■ Working data
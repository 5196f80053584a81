use axum::{
    Router,
    body::Body,
    http::{Method, Request, StatusCode},
};
use iou_server::{AppConfig, AppState, build_router, storage};
use serde_json::{Value, json};
use tempfile::TempDir;
use tower::ServiceExt; // for oneshot

const PASSWORD: &str = "Secret!pw";

struct TestApp {
    router: Router,
    _dir: TempDir,
}

impl TestApp {
    fn new() -> Self {
        let dir = tempfile::tempdir().unwrap();
        let db = storage::init_db(dir.path()).unwrap();
        let config = AppConfig::for_tests(dir.path().to_path_buf());
        Self {
            router: build_router(AppState { db, config }),
            _dir: dir,
        }
    }

    async fn send(
        &self,
        method: Method,
        uri: &str,
        token: Option<&str>,
        body: Option<Value>,
    ) -> (StatusCode, Value) {
        let mut builder = Request::builder().method(method).uri(uri);
        if let Some(token) = token {
            builder = builder.header("authorization", format!("Bearer {token}"));
        }
        let request = match body {
            Some(body) => builder
                .header("content-type", "application/json")
                .body(Body::from(body.to_string()))
                .unwrap(),
            None => builder.body(Body::empty()).unwrap(),
        };

        let response = self.router.clone().oneshot(request).await.unwrap();
        let status = response.status();
        let bytes = axum::body::to_bytes(response.into_body(), usize::MAX)
            .await
            .unwrap();
        let value = if bytes.is_empty() {
            Value::Null
        } else {
            serde_json::from_slice(&bytes).unwrap()
        };
        (status, value)
    }

    /// Sign up `username` and return the full token response.
    async fn signup(&self, username: &str) -> Value {
        let (status, body) = self
            .send(
                Method::POST,
                "/api/auth/signup",
                None,
                Some(json!({
                    "username": username,
                    "display_name": format!("{username} display"),
                    "password": PASSWORD,
                })),
            )
            .await;
        assert_eq!(status, StatusCode::CREATED, "{body}");
        body
    }

    async fn token(&self, username: &str) -> String {
        self.signup(username).await["access_token"]
            .as_str()
            .unwrap()
            .to_string()
    }
}

fn errors(body: &Value) -> Vec<String> {
    body["errors"]
        .as_array()
        .unwrap()
        .iter()
        .map(|e| e.as_str().unwrap().to_string())
        .collect()
}

// ---------------------------------------------------------------------------
// Public endpoints
// ---------------------------------------------------------------------------

#[tokio::test]
async fn health_and_items_are_public() {
    let app = TestApp::new();

    let (status, body) = app.send(Method::GET, "/api/health", None, None).await;
    assert_eq!(status, StatusCode::OK);
    assert_eq!(body["status"], "ok");

    let (status, body) = app.send(Method::GET, "/api/items", None, None).await;
    assert_eq!(status, StatusCode::OK);
    let ids: Vec<&str> = body["items"]
        .as_array()
        .unwrap()
        .iter()
        .map(|i| i["id"].as_str().unwrap())
        .collect();
    assert_eq!(ids.len(), 5);
    assert!(ids.contains(&"coffee"));
}

// ---------------------------------------------------------------------------
// Auth
// ---------------------------------------------------------------------------

#[tokio::test]
async fn protected_routes_require_a_token() {
    let app = TestApp::new();

    let (status, body) = app.send(Method::GET, "/api/iou/owed", None, None).await;
    assert_eq!(status, StatusCode::UNAUTHORIZED);
    assert_eq!(errors(&body), vec!["Not authenticated"]);

    let (status, _) = app
        .send(Method::GET, "/api/auth/me", Some("not-a-jwt"), None)
        .await;
    assert_eq!(status, StatusCode::UNAUTHORIZED);

    // Authentication is checked before the body.
    let (status, _) = app
        .send(Method::POST, "/api/iou/owed", None, Some(json!({})))
        .await;
    assert_eq!(status, StatusCode::UNAUTHORIZED);
}

#[tokio::test]
async fn signup_reports_every_unmet_password_requirement() {
    let app = TestApp::new();
    let (status, body) = app
        .send(
            Method::POST,
            "/api/auth/signup",
            None,
            Some(json!({"username": "alice", "display_name": "Alice", "password": "abc"})),
        )
        .await;
    assert_eq!(status, StatusCode::BAD_REQUEST);
    let errors = errors(&body);
    assert_eq!(errors.len(), 3);
    assert!(errors.contains(&"Needs to be at least 8 characters".to_string()));
}

#[tokio::test]
async fn signup_with_missing_fields_is_a_bad_request() {
    let app = TestApp::new();
    let (status, body) = app
        .send(
            Method::POST,
            "/api/auth/signup",
            None,
            Some(json!({"username": "alice", "password": PASSWORD})),
        )
        .await;
    assert_eq!(status, StatusCode::BAD_REQUEST);
    assert_eq!(errors(&body).len(), 1);
}

#[tokio::test]
async fn duplicate_signup_conflicts() {
    let app = TestApp::new();
    app.signup("alice").await;
    let (status, body) = app
        .send(
            Method::POST,
            "/api/auth/signup",
            None,
            Some(json!({"username": "alice", "display_name": "Other", "password": PASSWORD})),
        )
        .await;
    assert_eq!(status, StatusCode::CONFLICT);
    assert_eq!(errors(&body), vec!["Username already taken"]);
}

#[tokio::test]
async fn login_checks_the_password() {
    let app = TestApp::new();
    app.signup("alice").await;

    let (status, _) = app
        .send(
            Method::POST,
            "/api/auth/login",
            None,
            Some(json!({"username": "alice", "password": "Wrong!pass"})),
        )
        .await;
    assert_eq!(status, StatusCode::UNAUTHORIZED);

    let (status, body) = app
        .send(
            Method::POST,
            "/api/auth/login",
            None,
            Some(json!({"username": "alice", "password": PASSWORD, "device_name": "phone"})),
        )
        .await;
    assert_eq!(status, StatusCode::OK);
    assert_eq!(body["username"], "alice");
    assert_eq!(body["expires_in"], 3600);

    let token = body["access_token"].as_str().unwrap();
    let (status, me) = app
        .send(Method::GET, "/api/auth/me", Some(token), None)
        .await;
    assert_eq!(status, StatusCode::OK);
    assert_eq!(me["display_name"], "alice display");
}

#[tokio::test]
async fn refresh_rotates_and_logout_revokes() {
    let app = TestApp::new();
    let signup = app.signup("alice").await;
    let first = signup["refresh_token"].as_str().unwrap().to_string();

    let (status, body) = app
        .send(
            Method::POST,
            "/api/auth/refresh",
            None,
            Some(json!({"refresh_token": first})),
        )
        .await;
    assert_eq!(status, StatusCode::OK);
    let second = body["refresh_token"].as_str().unwrap().to_string();
    assert_ne!(first, second);

    // The rotated-out token no longer works.
    let (status, _) = app
        .send(
            Method::POST,
            "/api/auth/refresh",
            None,
            Some(json!({"refresh_token": first})),
        )
        .await;
    assert_eq!(status, StatusCode::UNAUTHORIZED);

    let (status, body) = app
        .send(
            Method::POST,
            "/api/auth/logout",
            None,
            Some(json!({"refresh_token": second})),
        )
        .await;
    assert_eq!(status, StatusCode::OK);
    assert_eq!(body["ok"], true);

    let (status, _) = app
        .send(
            Method::POST,
            "/api/auth/refresh",
            None,
            Some(json!({"refresh_token": second})),
        )
        .await;
    assert_eq!(status, StatusCode::UNAUTHORIZED);
}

■ Aim of the exercise
Wherever the string "path" appears in the listing above, show the whole line.

■ Answer section
        let db = storage::init_db(dir.path()).unwrap();
        let config = AppConfig::for_tests(dir.path().to_path_buf());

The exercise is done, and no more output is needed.